A Brazilian study [47] evaluated the status of secondary parathyroid patients and their need of parathyroidectomy. The prevalence of the disease was 10.7 % when PTH levels were higher than 1000 pg/mL (the cut-off value was one of the limitations of the study). The authors wrote that in Brazil, 68 services perform parathyroidectomy, of which 36 (53 %) are in the south-eastern region. If we consider that Brazil has approximately 92,000 patients on dialysis, and that the estimated prevalence of secondary hyperparathyroidism with indication of parathyroidectomy is 10.7 %, about 9800 patients should be operated on. Three hundred and fifty to five hundred parathyroidectomies are estimated to be performed every year in Brazil, which allows a projection of 20 years before all present surgical indications are met. It is well known that, unfortunately, the access for surgical treatment is also not easy in other developing countries.

Another important cause of hyperparathyroidism is hypovitaminosis D. Recent studies suggest that the prevalence of subclinical vitamin D deficiency is continuously increasing worldwide [51]. The prevalence of vitamin D deficiency depends on the cut-off point used, as well as the type of population studied [52] Therefore, vitamin D deficiency was found in almost all geriatric patients [53], and in 57 % of the American acute symptomatic patients [54]. The prevalence of vitamin D deficiency was 36 % of men and 47 % of women in the European elderly population. Surprisingly, the most southern countries showed the lowest levels [55], and, in women with postmenopausal osteoporosis, the deficiency prevalence ranged from 0 % in Singapore to 3.5 % in the US, and slightly above 10 % in France and Spain [56].
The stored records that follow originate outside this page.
use crosswire::{
    Event, EventName, MemoryStore, Module, RuntimeConfig, RuntimeContext, StoreError,
    StoreModuleDef, Value, Wire, WiringError, WiringTable,
};
use pretty_assertions::assert_eq;
use serde_json::json;
use std::sync::{Arc, Mutex};
use std::time::Duration;
use tokio::time::sleep;

fn context() -> RuntimeContext {
    RuntimeContext::new(Arc::new(MemoryStore::new()), RuntimeConfig::default())
}

fn search_store_module() -> StoreModuleDef {
    StoreModuleDef::new(json!({ "query": "", "results": [], "queryLog": [] }))
        .mutation("setQuery", |slice, payload| {
            slice["query"] = payload.unwrap_or(Value::Null);
            Ok(())
        })
        .mutation("logQuery", |slice, payload| {
            let entry = payload.unwrap_or(Value::Null);
            slice["queryLog"]
                .as_array_mut()
                .ok_or_else(|| StoreError::Other("queryLog is not an array".into()))?
                .push(entry);
            Ok(())
        })
        .operation("fetchAndSaveResults", |ctx, _payload| {
            Box::pin(async move {
                let query = ctx.state()?["query"].clone();
                ctx.commit("setResults", Some(json!([query])))?;
                Ok(Value::Null)
            })
        })
        .operation("alwaysFails", |ctx, _payload| {
            Box::pin(async move {
                Err(StoreError::OperationFailed {
                    module: ctx.module().to_string(),
                    name: "alwaysFails".to_string(),
                    message: "adapter unreachable".to_string(),
                })
            })
        })
        .mutation("setResults", |slice, payload| {
            slice["results"] = payload.unwrap_or_else(|| json!([]));
            Ok(())
        })
}

fn module_with_wiring(wiring: WiringTable) -> Module {
    Module::new("search")
        .events([
            EventName::custom("UserAcceptedAQuery"),
            EventName::custom("SearchRequestChanged"),
        ])
        .store_module(search_store_module())
        .wiring(wiring)
}

#[tokio::test]
async fn test_commit_wire_writes_event_payload_into_the_store() {
    let ctx = context();
    let wiring = WiringTable::builder()
        .on(EventName::custom("UserAcceptedAQuery"), Wire::commit("setQuery"))
        .build();
    ctx.install(vec![module_with_wiring(wiring)]).await.unwrap();

    ctx.bus()
        .emit(Event::new(EventName::custom("UserAcceptedAQuery")).with_payload(json!("shoes")))
        .await;

    assert_eq!(
        ctx.store().state("search").unwrap()["query"],
        json!("shoes")
    );
}

#[tokio::test]
async fn test_wires_for_one_event_run_in_declaration_order() {
    let ctx = context();
    let order = Arc::new(Mutex::new(Vec::new()));
    let first = {
        let order = order.clone();
        Wire::new("first", move |_, _, _| {
            let order = order.clone();
            Box::pin(async move {
                order.lock().unwrap().push(1);
                Ok(())
            })
        })
    };
    let second = {
        let order = order.clone();
        Wire::new("second", move |_, _, _| {
            let order = order.clone();
            Box::pin(async move {
                order.lock().unwrap().push(2);
                Ok(())
            })
        })
    };
    let wiring = WiringTable::builder()
        .on(EventName::custom("UserAcceptedAQuery"), first)
        .on(EventName::custom("UserAcceptedAQuery"), second)
        .build();
    ctx.install(vec![module_with_wiring(wiring)]).await.unwrap();

    ctx.bus()
        .emit(Event::new(EventName::custom("UserAcceptedAQuery")))
        .await;

    assert_eq!(*order.lock().unwrap(), vec![1, 2]);
}

#[tokio::test]
async fn test_failing_wire_does_not_stop_its_siblings() {
    let ctx = context();
    let failing = Wire::new("failing", |_, _, _| {
        Box::pin(async { Err(WiringError::Store(StoreError::Other("wire exploded".into()))) })
    });
    let wiring = WiringTable::builder()
        .on(EventName::custom("UserAcceptedAQuery"), failing)
        .on(EventName::custom("UserAcceptedAQuery"), Wire::commit("setQuery"))
        .build();
    ctx.install(vec![module_with_wiring(wiring)]).await.unwrap();

    ctx.bus()
        .emit(Event::new(EventName::custom("UserAcceptedAQuery")).with_payload(json!("boots")))
        .await;

    assert_eq!(
        ctx.store().state("search").unwrap()["query"],
        json!("boots")
    );
}

#[tokio::test]
async fn test_condition_gates_the_wire() {
    let ctx = context();
    let wiring = WiringTable::builder()
        .on(
            EventName::custom("UserAcceptedAQuery"),
            Wire::commit("setQuery").with_condition(|payload, _| {
                payload
                    .as_ref()
                    .and_then(Value::as_str)
                    .is_some_and(|query| !query.is_empty())
            }),
        )
        .build();
    ctx.install(vec![module_with_wiring(wiring)]).await.unwrap();
    let bus = ctx.bus();

    bus.emit(Event::new(EventName::custom("UserAcceptedAQuery")).with_payload(json!("")))
        .await;
    assert_eq!(ctx.store().state("search").unwrap()["query"], json!(""));

    bus.emit(Event::new(EventName::custom("UserAcceptedAQuery")).with_payload(json!("shoes")))
        .await;
    assert_eq!(
        ctx.store().state("search").unwrap()["query"],
        json!("shoes")
    );
}

#[tokio::test]
async fn test_debounced_wire_coalesces_to_the_final_payload() {
    let ctx = context();
    let wiring = WiringTable::builder()
        .on(
            EventName::custom("UserAcceptedAQuery"),
            Wire::commit("logQuery").with_debounce(Duration::from_millis(30)),
        )
        .build();
    ctx.install(vec![module_with_wiring(wiring)]).await.unwrap();

    for value in ["a", "b", "c"] {
        ctx.bus()
            .emit(
                Event::new(EventName::custom("UserAcceptedAQuery")).with_payload(json!(value)),
            )
            .await;
    }
    sleep(Duration::from_millis(80)).await;

    // One delegate call, carrying the last payload of the window.
    assert_eq!(
        ctx.store().state("search").unwrap()["queryLog"],
        json!(["c"])
    );
}

#[tokio::test]
async fn test_dispatch_wire_runs_the_operation_without_blocking_the_emission() {
    let ctx = context();
    let wiring = WiringTable::builder()
        .on(
            EventName::custom("SearchRequestChanged"),
            Wire::dispatch_without_payload("fetchAndSaveResults"),
        )
        .build();
    ctx.install(vec![module_with_wiring(wiring)]).await.unwrap();

    ctx.store()
        .commit("search", "setQuery", Some(json!("shoes")))
        .unwrap();
    ctx.bus()
        .emit(Event::new(EventName::custom("SearchRequestChanged")))
        .await;
    sleep(Duration::from_millis(20)).await;

    assert_eq!(
        ctx.store().state("search").unwrap()["results"],
        json!(["shoes"])
    );
}

#[tokio::test]
async fn test_failed_dispatch_is_reported_not_retried() {
    let ctx = context();
    let wiring = WiringTable::builder()
        .on(
            EventName::custom("SearchRequestChanged"),
            Wire::dispatch_without_payload("alwaysFails"),
        )
        .build();
    ctx.install(vec![module_with_wiring(wiring)]).await.unwrap();

    ctx.bus()
        .emit(Event::new(EventName::custom("SearchRequestChanged")))
        .await;
    sleep(Duration::from_millis(20)).await;

    // The failure stays inside the operation; state is untouched.
    assert_eq!(ctx.store().state("search").unwrap()["results"], json!([]));
}

#[tokio::test]
async fn test_uninstalled_module_receives_nothing() {
    let ctx = context();
    let calls = Arc::new(Mutex::new(0usize));
    let recording = {
        let calls = calls.clone();
        Wire::new("recording", move |_, _, _| {
            let calls = calls.clone();
            Box::pin(async move {
                *calls.lock().unwrap() += 1;
                Ok(())
            })
        })
    };
    let wiring = WiringTable::builder()
        .on(EventName::custom("UserAcceptedAQuery"), recording)
        .build();
    ctx.install(vec![module_with_wiring(wiring)]).await.unwrap();

    ctx.bus()
        .emit(Event::new(EventName::custom("UserAcceptedAQuery")))
        .await;
    assert_eq!(*calls.lock().unwrap(), 1);

    ctx.uninstall("search").await.unwrap();
    ctx.bus()
        .emit(Event::new(EventName::custom("UserAcceptedAQuery")))
        .await;
    assert_eq!(*calls.lock().unwrap(), 1);
}

#[tokio::test]
async fn test_uninstall_clears_a_pending_debounced_wire() {
    let ctx = context();
    let calls = Arc::new(Mutex::new(0usize));
    let recording = {
        let calls = calls.clone();
        Wire::new("recording", move |_, _, _| {
            let calls = calls.clone();
            Box::pin(async move {
                *calls.lock().unwrap() += 1;
                Ok(())
            })
        })
        .with_debounce(Duration::from_millis(30))
    };
    let wiring = WiringTable::builder()
        .on(EventName::custom("UserAcceptedAQuery"), recording)
        .build();
    ctx.install(vec![module_with_wiring(wiring)]).await.unwrap();

    ctx.bus()
        .emit(Event::new(EventName::custom("UserAcceptedAQuery")))
        .await;
    ctx.uninstall("search").await.unwrap();
    sleep(Duration::from_millis(80)).await;

    assert_eq!(*calls.lock().unwrap(), 0);
}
Gomés-Alonso et al. conducted a study evaluating vitamin D levels and secondary hyperparathyroidism in Spain [52]. The authors found that serum 25-hydroxyvitamin D levels were “deficient” (<10 ng/mL) in 27 % of subjects, “borderline” (10–18 ng/mL) in 40 % of subjects, and “normal” (>18 ng/mL) in 33 % of subjects. The prevalence of secondary hyperparathyroidism (PTH>65 pg/mL) according to 25-hydroxyvitamin D levels was 33 % (<10 ng/mL), 16 % (10–18 ng/mL), and 12 % (>18 ng/mL), respectively. There were no cases of secondary hyperparathyroidism with 25-hydroxyvitamin D levels >40 ng/mL. The independent predictors for PTH were 25-hydroxyvitamin D and serum creatinine in both sexes, but age was a predictor only in men. The prevalence of secondary hyperparathyroidism was similar to that found in another study [57] and increased with age, most likely due to the deterioration of renal function and the decrease of 25-hydroxyvitamin D levels. The relationship found between 25-hydroxyvitamin D and PTH was similar to that found in other studies [56] with normal renal function or chronic hemodialysis [58].